Heads up, Humboldt:
While the county's masking mandate has been lifted, Public Health is still strongly recommending masking indoors in public, social distancing and "avoiding crowds and poorly ventilated spaces."
COVID-19 is still with us, so be sure to check the protocols at event venues.
Tom Mays, professor of history at HSU and Historical Society board member, presents “The California Mutiny: Fort Humboldt in the Civil War” at the Humboldt County Historical Society program meeting on Saturday, November 7 at 1:00 p.m. Please note that this program will be held at the Sequoia Conference Center at 901 Myrtle Avenue (behind Burre Center). Admission is free and everyone is invited.
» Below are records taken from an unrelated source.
//! Ids for use in typed collections.

/// Define a `Copy` newtype id around an unsigned int,
/// convertible to and from `usize` so it can index an [`IdVec`](crate::IdVec).
#[macro_export]
macro_rules! typed_id {
    ($(#[$meta:meta])* $name:ident, $ty:ty) => {
        $(#[$meta])*
        #[derive(Debug, Default, Clone, Copy, Hash, PartialEq, Eq, PartialOrd, Ord)]
        pub struct $name($ty);

        impl From<$name> for usize {
            fn from(id: $name) -> usize {
                id.0 as usize
            }
        }

        impl From<usize> for $name {
            fn from(val: usize) -> $name {
                Self(val as $ty)
            }
        }

        impl From<$name> for $ty {
            fn from(id: $name) -> $ty {
                id.0
            }
        }

        impl From<$ty> for $name {
            fn from(val: $ty) -> $name {
                Self(val)
            }
        }

        impl std::fmt::Display for $name {
            fn fmt(&self, f: &mut std::fmt::Formatter<'_>) -> std::fmt::Result {
                write!(f, "{}#{}", stringify!($name), self.0)
            }
        }
    };
}

#[cfg(test)]
mod tests {
    typed_id!(TestId, u16);

    #[test]
    fn test_conversions() {
        let id = TestId::from(7usize);
        assert_eq!(usize::from(id), 7);
        assert_eq!(u16::from(id), 7);
        assert_eq!(id, TestId::from(7u16));
        assert_eq!(id.to_string(), "TestId#7");
    }
}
The program will be followed by an election of Historical Society officers and directors, so members are particularly encouraged to attend and vote.
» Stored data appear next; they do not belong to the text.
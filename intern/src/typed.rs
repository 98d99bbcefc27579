use std::marker::PhantomData;

use super::{FindStr, GetStr, InternStr};

/// Wraps an interner keyed by `usize` so that callers deal in typed keys.
#[derive(Debug)]
pub struct TypedInterner<K, T> {
    interner: T,
    _phantom: PhantomData<K>,
}

impl<K, T: Default> Default for TypedInterner<K, T> {
    fn default() -> Self {
        Self::new(T::default())
    }
}

impl<K, T> TypedInterner<K, T> {
    pub fn new(interner: T) -> Self {
        Self {
            interner,
            _phantom: PhantomData,
        }
    }
}

// GetStr ///////////////////
impl<K, T> GetStr<K> for TypedInterner<K, T>
where
    K: Into<usize>,
    T: GetStr<usize>,
{
    fn get(&self, k: K) -> &str {
        self.interner.get(k.into())
    }

    fn len(&self) -> usize {
        self.interner.len()
    }

    fn str_len(&self) -> usize {
        self.interner.str_len()
    }
}

// InternStr ///////////////
impl<K, T> InternStr<K> for TypedInterner<K, T>
where
    K: From<usize>,
    T: InternStr<usize>,
{
    fn intern<U: AsRef<str>>(&mut self, s: U) -> K {
        self.interner.intern(s).into()
    }
}

// FindStr /////////////////
impl<K, T> FindStr<K> for TypedInterner<K, T>
where
    K: From<usize>,
    T: FindStr<usize>,
{
    fn find(&self, s: &str) -> Option<K> {
        self.interner.find(s).map(K::from)
    }
}
/// Receives notifications from a [`PackageManager`](crate::PackageManager)
/// as packages come and go. Every method does nothing by default.
pub trait PackageListener {
    /// A package with menu items finished initializing.
    fn menu_added(&mut self, _identifier: &str, _name: &str, _items: &[String]) {}

    /// A package that had menu items was disabled or finalized.
    fn menu_removed(&mut self, _identifier: &str) {}

    /// A package reported an error, or was disabled because of one.
    fn error_message(&mut self, _identifier: &str, _name: &str, _msg: &str) {}
}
Many students of the Civil War pay little attention to events in the far west. No great battles were fought in California and the state remained firmly in the Union. Perhaps a third of the population was southern but they never posed a serious threat to the sovereignty of the state. But more than 16,000 men enlisted, most believing that they would go east to put down the rebellion. That did not happen.
All the regiments raised in the state were used to take up the void left by the regular army as they left frontier posts for the east. The men who had enlisted to put down the rebellion in the east chafed at western garrison duty and held an open disdain for being used by local politicians to ethnically cleanse Native Americans from land coveted by whites.
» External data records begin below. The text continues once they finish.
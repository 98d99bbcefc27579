use std::marker::PhantomData;

/// Vec wrapper that uses typed indexes.
///
/// Lookups with an id past the end return `None` rather than panicking,
/// so sparse collections (e.g. graph vertices that were deleted) can be
/// represented as `IdVec<K, Option<V>>`.
#[derive(Debug, Hash, PartialEq, Eq, Clone)]
pub struct IdVec<K, V> {
    vec: Vec<V>,
    _phantom: PhantomData<K>,
}

impl<K, V> Default for IdVec<K, V> {
    fn default() -> Self {
        Self::new(Vec::new())
    }
}

impl<K, V> IdVec<K, V> {
    fn new(vec: Vec<V>) -> Self {
        Self {
            vec,
            _phantom: PhantomData,
        }
    }

    /// Create a new `IdVec` with the given capacity.
    pub fn with_capacity(cap: usize) -> Self {
        Self::new(Vec::with_capacity(cap))
    }

    #[inline]
    pub fn len(&self) -> usize {
        self.vec.len()
    }

    #[inline]
    pub fn is_empty(&self) -> bool {
        self.vec.is_empty()
    }

    /// Iterate through immutable references to values
    pub fn iter(&self) -> std::slice::Iter<'_, V> {
        self.vec.iter()
    }
}

impl<K: From<usize>, V> IdVec<K, V> {
    /// Iterate through `(id, value)` pairs in id order.
    pub fn iter_ids(&self) -> impl Iterator<Item = (K, &V)> + '_ {
        self.vec.iter().enumerate().map(|(i, v)| (K::from(i), v))
    }
}

impl<K: Into<usize>, V> IdVec<K, V> {
    /// Get the value with id `k`, if it is in bounds.
    #[inline]
    pub fn get(&self, k: K) -> Option<&V> {
        self.vec.get(k.into())
    }

    /// Get a mutable reference to value with id `k`, if it is in bounds.
    #[inline]
    pub fn get_mut(&mut self, k: K) -> Option<&mut V> {
        self.vec.get_mut(k.into())
    }
}

impl<K: Into<usize>, V: Default> IdVec<K, V> {
    /// Insert value `v` at position `k`.
    /// The underlying vec will be extended if `k` is beyond its current length,
    /// and new entries will be filled with a default value.
    pub fn insert(&mut self, k: K, v: V) {
        let k = k.into();
        if k >= self.vec.len() {
            self.vec.resize_with(k + 1, V::default);
        }
        self.vec[k] = v;
    }
}
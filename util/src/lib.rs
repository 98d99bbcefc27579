mod id_vec;
pub use id_vec::IdVec;

/// `typed_id!` macro for defining ids used as `IdVec` keys.
mod id;

mod timer;
pub use timer::Timer;

#[derive(thiserror::Error, Debug)]
#[error("Filesystem path is not valid UTF-8")]
pub struct PathEncodingError;

pub type Hasher = std::hash::BuildHasherDefault<rustc_hash::FxHasher>;
pub type HashMap<K, V> = std::collections::HashMap<K, V, Hasher>;
pub type HashSet<T> = std::collections::HashSet<T, Hasher>;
Many of the California volunteer units were also poorly led. Drawing from pool of recent immigrants and minors, the men did not always make the best choices in electing their junior officers. One example was the commander of Co. E, 2nd California Volunteer Cavalry, Captain David B. Akey. In late 1861, Akey’s company was ordered to the remote coast of northern California to join Colonel Francis J. Lippitt’s Humboldt Military District to fight Indians. By the spring of 1862, to casual observers it appeared that one half of the garrison was on duty guarding the other half in prison, while the majority of officers were testifying or on court marshal duty. Lippitt and Akey’s term of service at Fort Humboldt stands as one of the most dramatic breakdowns of military discipline in US Army history.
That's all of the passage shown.